ChronoEpilogi: Scalable time-series variables Selection with Multiple Solutions

June 15, 2026 ยท View on GitHub

Codebase for the experiments of the paper ChronoEpilogi: Scalable Time Series Selection with Multiple Solutions, NeurIPS, 2024, https://doi.org/10.52202/079017-4267

This repository is not maintained, and corresponds to the state of ChronoEpilogi at the time of publication.

Instead, we provide an upgraded version of ChronoEpilogi as a pip installable package: https://github.com/ev07/minimal_chronoepilogi

The documentation for this package is available here: https://ev07.github.io/minimal_chronoepilogi/

Abstract

We consider the problem of selecting all the minimal-size subsets of multivariate time-series (TS) variables whose past leads to an optimal predictive model for the future (forecasting) of a given target variable (multiple feature selection problem for times-series). Identifying these subsets leads to gaining insights, domain intuition, and a better understanding of the data-generating mechanism; it is often the first step in causal modeling. While identifying a single solution to the feature selection problem suffices for forecasting purposes, identifying all such minimal-size, op- timally predictive subsets is necessary for knowledge discovery and important to avoid misleading a practitioner.

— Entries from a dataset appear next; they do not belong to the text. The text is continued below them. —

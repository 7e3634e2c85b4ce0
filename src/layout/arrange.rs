use egui::{Rect, Vec2, pos2, vec2};

use crate::error::DockError;
use crate::mdi::{MdiLayoutManager, MdiWindow};
use crate::model::{DockKind, DockTree, DockableId, DocumentLayout, Orientation, PinnedAlignment};
use crate::options::DockOptions;

use super::proportional::{LayoutItem, apply_splitter_delta, layout_rects, normalize_proportions};

/// How a container places its visible children.
#[derive(Clone, Copy, Debug)]
enum Placement {
    Proportional(Orientation),
    Pixel(Orientation),
    /// Only the active child is shown.
    Active,
    Mdi,
    Grid,
    Wrap(Orientation),
}

fn placement(kind: &DockKind) -> Placement {
    match kind {
        DockKind::Proportional { orientation } => Placement::Proportional(*orientation),
        DockKind::Pixel { orientation } => Placement::Pixel(*orientation),
        DockKind::Document {
            layout: DocumentLayout::Mdi,
        } => Placement::Mdi,
        DockKind::Tool { .. }
        | DockKind::Document {
            layout: DocumentLayout::Tabbed,
        }
        | DockKind::Root(_) => Placement::Active,
        DockKind::Grid => Placement::Grid,
        DockKind::Wrap { orientation } => Placement::Wrap(*orientation),
    }
}

fn is_valid_bounds(rect: Rect) -> bool {
    rect.is_finite() && rect.width() > 0.0 && rect.height() > 0.0
}

/// Fills unassigned and rescales the proportions of `dock`'s content children so they sum to one.
///
/// # Errors
/// `dock` must be a container.
pub fn assign_proportions<C>(tree: &mut DockTree<C>, dock: DockableId) -> Result<(), DockError> {
    if tree.container(dock).is_none() {
        return Err(DockError::NotAContainer(dock));
    }
    let content = tree.content_children(dock);
    let mut proportions: Vec<f64> = content
        .iter()
        .map(|&id| tree.get(id).map_or(f64::NAN, |d| d.proportion))
        .collect();
    normalize_proportions(&mut proportions);
    for (id, proportion) in content.into_iter().zip(proportions) {
        if let Some(dockable) = tree.get_mut(id) {
            dockable.proportion = proportion;
        }
    }
    Ok(())
}

/// Lays out `root` and everything visible below it inside `bounds`, storing each dockable's
/// `bounds.visible` (`None` for children hidden behind another tab).
///
/// Proportions of proportional docks are normalized as a side effect. Calling this twice with
/// the same inputs yields the same bounds.
///
/// # Errors
/// [`DockError::InvalidGeometry`] for non-finite or empty bounds; nothing is written then.
pub fn arrange<C>(
    tree: &mut DockTree<C>,
    root: DockableId,
    bounds: Rect,
    options: &DockOptions,
    mdi: &dyn MdiLayoutManager,
) -> Result<(), DockError> {
    if !tree.contains(root) {
        return Err(DockError::MissingDockable(root));
    }
    if !is_valid_bounds(bounds) {
        log::debug!("arrange {root}: skipped, cannot lay out in {bounds:?}");
        return Err(DockError::InvalidGeometry);
    }
    arrange_node(tree, root, bounds, options, mdi);
    Ok(())
}

/// Arranges the layout root of every floating window inside that window's rectangle.
///
/// Windows with unusable geometry are skipped.
pub fn arrange_windows<C>(tree: &mut DockTree<C>, options: &DockOptions, mdi: &dyn MdiLayoutManager) {
    let windows: Vec<(DockableId, Rect)> = tree
        .windows()
        .iter()
        .map(|window| (window.layout, window.rect()))
        .collect();
    for (layout, rect) in windows {
        if let Err(err) = arrange(tree, layout, rect, options, mdi) {
            log::debug!("arrange window layout {layout}: {err}");
        }
    }
}

fn set_visible<C>(tree: &mut DockTree<C>, id: DockableId, rect: Option<Rect>) {
    if let Some(dockable) = tree.get_mut(id) {
        dockable.bounds.visible = rect;
    }
}

/// Clears the visible bounds of `id` and everything below it.
fn clear_visible<C>(tree: &mut DockTree<C>, id: DockableId) {
    let mut stack = vec![id];
    while let Some(id) = stack.pop() {
        set_visible(tree, id, None);
        stack.extend_from_slice(tree.children(id));
    }
}

fn arrange_node<C>(
    tree: &mut DockTree<C>,
    id: DockableId,
    rect: Rect,
    options: &DockOptions,
    mdi: &dyn MdiLayoutManager,
) {
    set_visible(tree, id, Some(rect));
    let Some(container) = tree.container(id) else {
        return;
    };
    let placement = placement(&container.kind);
    let is_root = container.kind.is_root();
    let children = container.visible.clone();
    let active = container.active;

    let placed: Vec<(DockableId, Option<Rect>)> = match placement {
        Placement::Proportional(orientation) => {
            if assign_proportions(tree, id).is_err() {
                return;
            }
            let items: Vec<LayoutItem> = children
                .iter()
                .map(|&child| layout_item(tree, child))
                .collect();
            let Some(rects) = layout_rects(&items, orientation, rect) else {
                return;
            };
            children.iter().copied().zip(rects.into_iter().map(Some)).collect()
        }
        Placement::Pixel(orientation) => pixel_rects(tree, &children, orientation, rect),
        Placement::Active => {
            let shown = active.or_else(|| tree.content_children(id).first().copied());
            children
                .iter()
                .map(|&child| (child, (Some(child) == shown).then_some(rect)))
                .collect()
        }
        Placement::Mdi => mdi_rects(tree, &children, rect, mdi),
        Placement::Grid => grid_rects(tree, &children, rect),
        Placement::Wrap(orientation) => wrap_rects(tree, &children, orientation, rect, options),
    };

    for (child, child_rect) in placed {
        match child_rect {
            Some(child_rect) => arrange_node(tree, child, child_rect, options, mdi),
            None => clear_visible(tree, child),
        }
    }

    if is_root {
        update_pinned_bounds(tree, id, options);
    }
}

fn layout_item<C>(tree: &DockTree<C>, id: DockableId) -> LayoutItem {
    match tree.get(id) {
        Some(dockable) => match dockable.splitter() {
            Some(splitter) => LayoutItem::Splitter {
                thickness: f64::from(splitter.thickness),
            },
            None => LayoutItem::Content {
                proportion: dockable.proportion,
                min_size: dockable.min_size.unwrap_or(0.0),
            },
        },
        None => LayoutItem::Splitter { thickness: 0.0 },
    }
}

/// Preferred pixel sizes along the axis; children without one share the rest, else the last
/// content child fills.
fn pixel_rects<C>(
    tree: &DockTree<C>,
    children: &[DockableId],
    orientation: Orientation,
    rect: Rect,
) -> Vec<(DockableId, Option<Rect>)> {
    let extent = orientation.main(rect.size());
    let fixed_size = |id: DockableId| -> Option<f32> {
        let dockable = tree.get(id)?;
        match dockable.splitter() {
            Some(splitter) => Some(splitter.thickness.max(0.0)),
            None => dockable.preferred_size.filter(|s| s.is_finite()).map(|s| s.max(0.0)),
        }
    };

    let fixed: f32 = children.iter().filter_map(|&id| fixed_size(id)).sum();
    let flexible = children.iter().filter(|&&id| fixed_size(id).is_none()).count();
    let free = (extent - fixed).max(0.0);
    let last_content = children
        .iter()
        .rposition(|&id| tree.get(id).is_some_and(|d| !d.is_splitter()));

    let mut cursor = 0.0;
    children
        .iter()
        .enumerate()
        .map(|(index, &id)| {
            let mut size = match fixed_size(id) {
                Some(size) => size,
                None => free / flexible.max(1) as f32,
            };
            if flexible == 0 && Some(index) == last_content {
                size += free;
            }
            let size = size.min((extent - cursor).max(0.0));
            let child = along(rect, orientation, cursor, size);
            cursor += size;
            (id, Some(child))
        })
        .collect()
}

/// Sub-rectangle of `rect` starting `offset` along the axis, `size` long, full cross extent.
fn along(rect: Rect, orientation: Orientation, offset: f32, size: f32) -> Rect {
    match orientation {
        Orientation::Horizontal => {
            Rect::from_min_size(pos2(rect.min.x + offset, rect.min.y), vec2(size, rect.height()))
        }
        Orientation::Vertical => {
            Rect::from_min_size(pos2(rect.min.x, rect.min.y + offset), vec2(rect.width(), size))
        }
    }
}

fn mdi_rects<C>(
    tree: &DockTree<C>,
    children: &[DockableId],
    rect: Rect,
    mdi: &dyn MdiLayoutManager,
) -> Vec<(DockableId, Option<Rect>)> {
    let windows: Vec<MdiWindow> = children
        .iter()
        .filter_map(|&id| tree.get(id).map(|d| MdiWindow::new(id, d.mdi)))
        .collect();
    let Some(arranged) = mdi.arrange(&windows, rect.size()) else {
        return Vec::new();
    };
    let origin = rect.min.to_vec2();
    arranged
        .into_iter()
        .map(|a| (a.id, a.hit_testable.then(|| a.bounds.translate(origin))))
        .collect()
}

fn grid_rects<C>(
    tree: &DockTree<C>,
    children: &[DockableId],
    rect: Rect,
) -> Vec<(DockableId, Option<Rect>)> {
    let content: Vec<DockableId> = children
        .iter()
        .copied()
        .filter(|&id| tree.get(id).is_some_and(|d| !d.is_splitter()))
        .collect();
    let n = content.len();
    if n == 0 {
        return Vec::new();
    }
    let cols = (n as f32).sqrt().ceil() as usize;
    let rows = n.div_ceil(cols);
    let cell = vec2(rect.width() / cols as f32, rect.height() / rows as f32);
    content
        .into_iter()
        .enumerate()
        .map(|(k, id)| {
            let min = rect.min + vec2((k % cols) as f32 * cell.x, (k / cols) as f32 * cell.y);
            (id, Some(Rect::from_min_size(min, cell)))
        })
        .collect()
}

/// Square items of their preferred size, flowing along the axis and wrapping into new lines.
fn wrap_rects<C>(
    tree: &DockTree<C>,
    children: &[DockableId],
    orientation: Orientation,
    rect: Rect,
    options: &DockOptions,
) -> Vec<(DockableId, Option<Rect>)> {
    let extent = orientation.main(rect.size());
    let mut main = 0.0f32;
    let mut cross = 0.0f32;
    let mut line = 0.0f32;

    children
        .iter()
        .filter_map(|&id| {
            let dockable = tree.get(id)?;
            if dockable.is_splitter() {
                return Some((id, None));
            }
            let size = dockable
                .preferred_size
                .filter(|s| s.is_finite() && *s > 0.0)
                .unwrap_or(options.default_min_size as f32);
            if main > 0.0 && main + size > extent {
                main = 0.0;
                cross += line;
                line = 0.0;
            }
            let offset = match orientation {
                Orientation::Horizontal => vec2(main, cross),
                Orientation::Vertical => vec2(cross, main),
            };
            main += size;
            line = line.max(size);
            Some((id, Some(Rect::from_min_size(rect.min + offset, Vec2::splat(size)))))
        })
        .collect()
}

/// Bounds of the pinned dockable currently previewed on `root`, along its pinned edge.
pub fn pinned_preview_rect<C>(
    tree: &DockTree<C>,
    root: DockableId,
    options: &DockOptions,
) -> Option<(DockableId, Rect)> {
    let state = tree.root_state(root)?;
    let preview = state.pinned_preview?;
    let alignment = state.pinned.alignment_of(preview)?;
    let rect = tree.get(root)?.bounds.visible?;
    let fraction = options.pinned_preview_fraction.clamp(0.0, 1.0);
    let width = rect.width() * fraction;
    let height = rect.height() * fraction;
    let preview_rect = match alignment {
        PinnedAlignment::Left => Rect::from_min_size(rect.min, vec2(width, rect.height())),
        PinnedAlignment::Right => Rect::from_min_max(pos2(rect.max.x - width, rect.min.y), rect.max),
        PinnedAlignment::Top => Rect::from_min_size(rect.min, vec2(rect.width(), height)),
        PinnedAlignment::Bottom => {
            Rect::from_min_max(pos2(rect.min.x, rect.max.y - height), rect.max)
        }
    };
    Some((preview, preview_rect))
}

fn update_pinned_bounds<C>(tree: &mut DockTree<C>, root: DockableId, options: &DockOptions) {
    let preview = pinned_preview_rect(tree, root, options);
    let pinned: Vec<DockableId> = tree
        .root_state(root)
        .map(|state| state.pinned.iter().collect())
        .unwrap_or_default();
    for id in pinned {
        let bounds = preview.filter(|(p, _)| *p == id).map(|(_, rect)| rect);
        if let Some(dockable) = tree.get_mut(id) {
            dockable.bounds.pinned = bounds;
        }
    }
}

/// Moves the splitter `splitter` by `delta` points along its dock's axis, trading space between
/// the content siblings on either side.
///
/// The owner must have been arranged (its visible bounds are the reference extent). Returns the
/// new `(before, after)` proportions.
///
/// # Errors
/// Fails for non-splitters, locked splitters, splitters without a content sibling on both sides,
/// and owners without valid bounds.
pub fn drag_splitter<C>(
    tree: &mut DockTree<C>,
    splitter: DockableId,
    delta: f32,
    options: &DockOptions,
) -> Result<(f64, f64), DockError> {
    let dockable = tree.get(splitter).ok_or(DockError::MissingDockable(splitter))?;
    let resizable = dockable.splitter().is_some_and(|s| s.can_resize);
    if !resizable {
        return Err(DockError::CapabilityDenied {
            dockable: splitter,
            capability: "resize",
        });
    }
    let owner = dockable.owner.ok_or(DockError::MissingDockable(splitter))?;
    let container = tree.container(owner).ok_or(DockError::NotAContainer(owner))?;
    let orientation = container
        .kind
        .proportional_orientation()
        .ok_or(DockError::NotAContainer(owner))?;
    let index = container.index_of(splitter).ok_or(DockError::NotOwned {
        dockable: splitter,
        owner,
    })?;
    let len = container.visible.len();
    let neighbours = index
        .checked_sub(1)
        .map(|i| container.visible[i])
        .zip(container.visible.get(index + 1).copied());
    let Some((before, after)) = neighbours else {
        return Err(DockError::InvalidIndex { index, len });
    };
    let is_content = |id: DockableId| tree.get(id).is_some_and(|d| !d.is_splitter());
    if !is_content(before) || !is_content(after) {
        return Err(DockError::InvalidIndex { index, len });
    }
    let rect = tree
        .get(owner)
        .and_then(|d| d.bounds.visible)
        .filter(|r| is_valid_bounds(*r))
        .ok_or(DockError::InvalidGeometry)?;
    if !delta.is_finite() {
        return Err(DockError::InvalidGeometry);
    }

    let splitters: f64 = tree
        .children(owner)
        .iter()
        .filter_map(|&id| tree.get(id)?.splitter())
        .map(|s| f64::from(s.thickness.max(0.0)))
        .sum();
    let extent = f64::from(orientation.main(rect.size())) - splitters;
    let min_of = |id: DockableId| {
        tree.get(id)
            .and_then(|d| d.min_size)
            .unwrap_or(options.default_min_size)
    };
    let (min_before, min_after) = (min_of(before), min_of(after));

    assign_proportions(tree, owner)?;
    let proportion = |id: DockableId| tree.get(id).map_or(0.0, |d| d.proportion);
    let (p_before, p_after) = apply_splitter_delta(
        proportion(before),
        proportion(after),
        f64::from(delta),
        extent,
        min_before,
        min_after,
    );
    for (id, p) in [(before, p_before), (after, p_after)] {
        if let Some(d) = tree.get_mut(id) {
            d.proportion = p;
        }
    }
    log::trace!("splitter {splitter} moved by {delta}: {before}={p_before:.4} {after}={p_after:.4}");
    Ok((p_before, p_after))
}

We develop the theory of multiple feature selection for time-series data, propose the ChronoEpilogi algorithm, and prove its soundness and completeness under two mild, broad, non-parametric distributional assumptions, namely Compositionality of the distribution and Interchangeability of time-series variable in solutions. Exper- iments on synthetic and real datasets demonstrate the scalability of ChronoEpilogi to thousands of TS variables and its efficacy in identifying multiple solutions. In the real datasets, ChronoEpilogi is shown to reduce the number of TS variables by 96% (on average) without a significant drop in forecasting performance. Furthermore, ChronoEpilogi is on par with group Lasso performance, with the added benefit of providing multiple solutions.

Requirements

pip install -r requirements.txt

Exemple Usage

Synthetic MTS are generated by runing the notebook in ./data/equivalence_datasets.

Tuning is launched with

./tuning/tuning.sh

and Testing with

./testing/testing.sh.

Code structure

  • Implementation of the proposed algorithm is in the main directory, under ChronoEpilogi.py. Subroutines are implemented in associations.py and models.py.
  • Baselines and Forecasters are wrapped respectively in \baselines\feature_selection.py and \baselines\estimators.py. Wrappers allows for standard call structure and easier pipeline declaration across libraries.
  • Datasets generation assets are provided in the \data\ folder. Dataset opening routine is implemented in data_opener.py
  • Tuning of the algorithms is implemented in folder \tuning\.
    • first_wave_main.py implements paired tuning of feature selection algorithm and forecaster.
    • second_wave_main.py implements tuning of a forecaster for an already tuned feature selection algorithm.
    • routines.py implement shared elements between tuning routines.
    • final_statistics.py implement tuning record opening routines.
  • Final evaluation on a test set is implemented in folder \testing\:
    • results.py and results_other.py implement respectively ChronoEpilogi multisolution evaluation and other fs algorithms evaluation.
    • final_statistics.py implement tuning record opening routines.

Contributing

Our dataset is open source and free of use, under the licence provided in LICENSE.